This list contains only the countries for which job offers have been published in the selected language (e.g., in the French version, only job offers written in French are displayed, and in the English version, only those in English).
About the Role: Partners with stakeholders and leads team efforts to build and maintain Machine Learning backend services and solutions to support user-facing products, downstream services, or infrastructure tools and platforms used across Uber.
Job Responsibility:
Partners with stakeholders and leads team efforts to build and maintain Machine Learning backend services and solutions to support user-facing products, downstream services, or infrastructure tools and platforms used across Uber
Design and build tools to empower production teams to innovate and productionize state-of-the-art deep learning models at Uber
Develop and maintain scalable, end-to-end deep learning training systems and frameworks
Ensure distributed training tools are reliable, efficient, flexible to use for new production use cases
Collaborate with cross-functional teams including machine learning engineers, backend engineers, data scientists, and data engineers to deliver robust ML solutions for Uber
Requirements:
Master in relevant fields (CS, EE, Math, Stats, etc.) AND 6-years full-time Software Engineering work experience in deep learning
Proficiency in Python and PyTorch
Expertise in designing, debugging, and optimizing distributed deep learning systems
Working experience of distributed training in PyTorch at Scale (e.g., data parallelism, model parallelism)

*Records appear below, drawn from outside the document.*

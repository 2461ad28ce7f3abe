use std::sync::Arc;
use tracing::{info, warn};
use tracing_subscriber::{layer::SubscriberExt, util::SubscriberInitExt};

use forum_directory::{
    api,
    config::Config,
    forum::ForumThreadService,
    page_store::{PageStore, RedbPageStore},
    permissions::PermissionPolicy,
    replication::MetadataWriter,
    state_machine::ForumStateMachine,
    storage::Database,
    AppState,
};

#[tokio::main(flavor = "current_thread")]
async fn main() -> anyhow::Result<()> {
    // Initialize tracing
    let env_filter =
        tracing_subscriber::EnvFilter::try_from_default_env().unwrap_or_else(|_| "info".into());

    let log_format = std::env::var("LOG_FORMAT").unwrap_or_default();
    match log_format.to_lowercase().as_str() {
        "gcp" => {
            tracing_subscriber::registry()
                .with(env_filter)
                .with(tracing_stackdriver::layer())
                .init();
        }
        "json" => {
            tracing_subscriber::registry()
                .with(env_filter)
                .with(
                    tracing_subscriber::fmt::layer()
                        .json()
                        .with_target(true)
                        .with_span_list(false),
                )
                .init();
        }
        _ => {
            tracing_subscriber::registry()
                .with(env_filter)
                .with(tracing_subscriber::fmt::layer())
                .init();
        }
    }

    info!(version = env!("CARGO_PKG_VERSION"), "forum-directory starting");

    // Load configuration
    let config = Config::load()?;
    info!("Loaded configuration for node: {}", config.node.id);

    // Initialize metadata database
    let db = if config.forum.metadata_tables {
        Database::open(&config.node.data_dir)?
    } else {
        warn!("Forum metadata disabled, listings fall back to title scans");
        Database::open_bare(&config.node.data_dir)?
    };
    info!("Database opened at: {}", config.node.data_dir);

    // Initialize page store
    let pages: Arc<dyn PageStore> = Arc::new(RedbPageStore::open(&config.node.page_store_path)?);
    info!("Page store opened at: {}", config.node.page_store_path);

    // Build muster configuration
    let cluster_port = config.cluster.cluster_port;
    let cluster_peers: Vec<String> = config
        .cluster
        .peers
        .iter()
        .map(|peer| {
            if let Some((host, _)) = peer.rsplit_once(':') {
                format!("{host}:{cluster_port}")
            } else {
                format!("{peer}:{cluster_port}")
            }
        })
        .collect();

    let muster_config = muster::Config {
        node_id: config.node.id.clone(),
        cluster_port,
        heartbeat_interval_ms: config.cluster.heartbeat_interval_ms,
        election_timeout_ms: config.cluster.election_timeout_ms,
        discovery: muster::DiscoveryConfig {
            dns_name: config.cluster.discovery.dns_name.clone(),
            peers: cluster_peers,
            poll_interval_secs: config.cluster.discovery.poll_interval_seconds,
        },
    };

    // Create muster storage (shares the redb instance with the metadata tables)
    let muster_storage = muster::RedbStorage::new(db.inner())?;

    // Create the state machine
    let state_machine = ForumStateMachine::new(db.clone());

    // Create the cluster node
    let node = muster::MusterNode::new(muster_config, muster_storage, state_machine)?;

    // Start cluster background tasks (heartbeat, election, discovery, TCP server)
    let cluster_handles = node.start();

    // Metadata writes go through the cluster node
    let writer: Arc<dyn MetadataWriter> = Arc::clone(&node) as Arc<dyn MetadataWriter>;
    let service = ForumThreadService::new(
        db.clone(),
        Arc::clone(&pages),
        writer,
        PermissionPolicy::new(config.forum.permissions.clone()),
    );

    // Create shared state
    let state = Arc::new(AppState {
        config: config.clone(),
        db,
        pages,
        service,
        node: Some(Arc::clone(&node)),
    });

    // Build and start the HTTP server
    let app = api::create_router(Arc::clone(&state));
    let listener = tokio::net::TcpListener::bind(&config.node.bind_address).await?;
    info!("Listening on: {}", config.node.bind_address);

    axum::serve(listener, app)
        .with_graceful_shutdown(shutdown_signal())
        .await?;

    // Cleanup: abort background tasks
    info!("Shutting down background tasks");
    for handle in cluster_handles {
        handle.abort();
    }

    // Persist cluster state to disk
    if let Err(e) = node.persist_state().await {
        tracing::error!(error = %e, "Failed to persist cluster state during shutdown");
    }

    info!("Shutdown complete");
    Ok(())
}

async fn shutdown_signal() {
    let ctrl_c = async {
        tokio::signal::ctrl_c()
            .await
            .expect("Failed to install Ctrl+C handler");
    };

    #[cfg(unix)]
    let terminate = async {
        tokio::signal::unix::signal(tokio::signal::unix::SignalKind::terminate())
            .expect("Failed to install SIGTERM handler")
            .recv()
            .await;
    };

    #[cfg(not(unix))]
    let terminate = std::future::pending::<()>();

    tokio::select! {
        _ = ctrl_c => {},
        _ = terminate => {},
    }

    info!("Shutdown signal received, draining connections");
}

Strong ability to translate complex DL requirements and problems into scalable solutions
Nice to have:
Expertise in distributed training frameworks such as DDP, DeepSpeed, FSDP, or TorchRec
Familiarity with C++, Go or CUDA programming
Expertise in optimizing GPU/TPU training performance and data loading efficiency
Familiarity with large-scale distributed infrastructure tools like Ray, OpenAI Triton, PyTorch Lightning
Built and deployed end-to-end machine learning systems in production
Experience training large models (10B+ parameters), such as large recommendation systems or large language models (LLMs)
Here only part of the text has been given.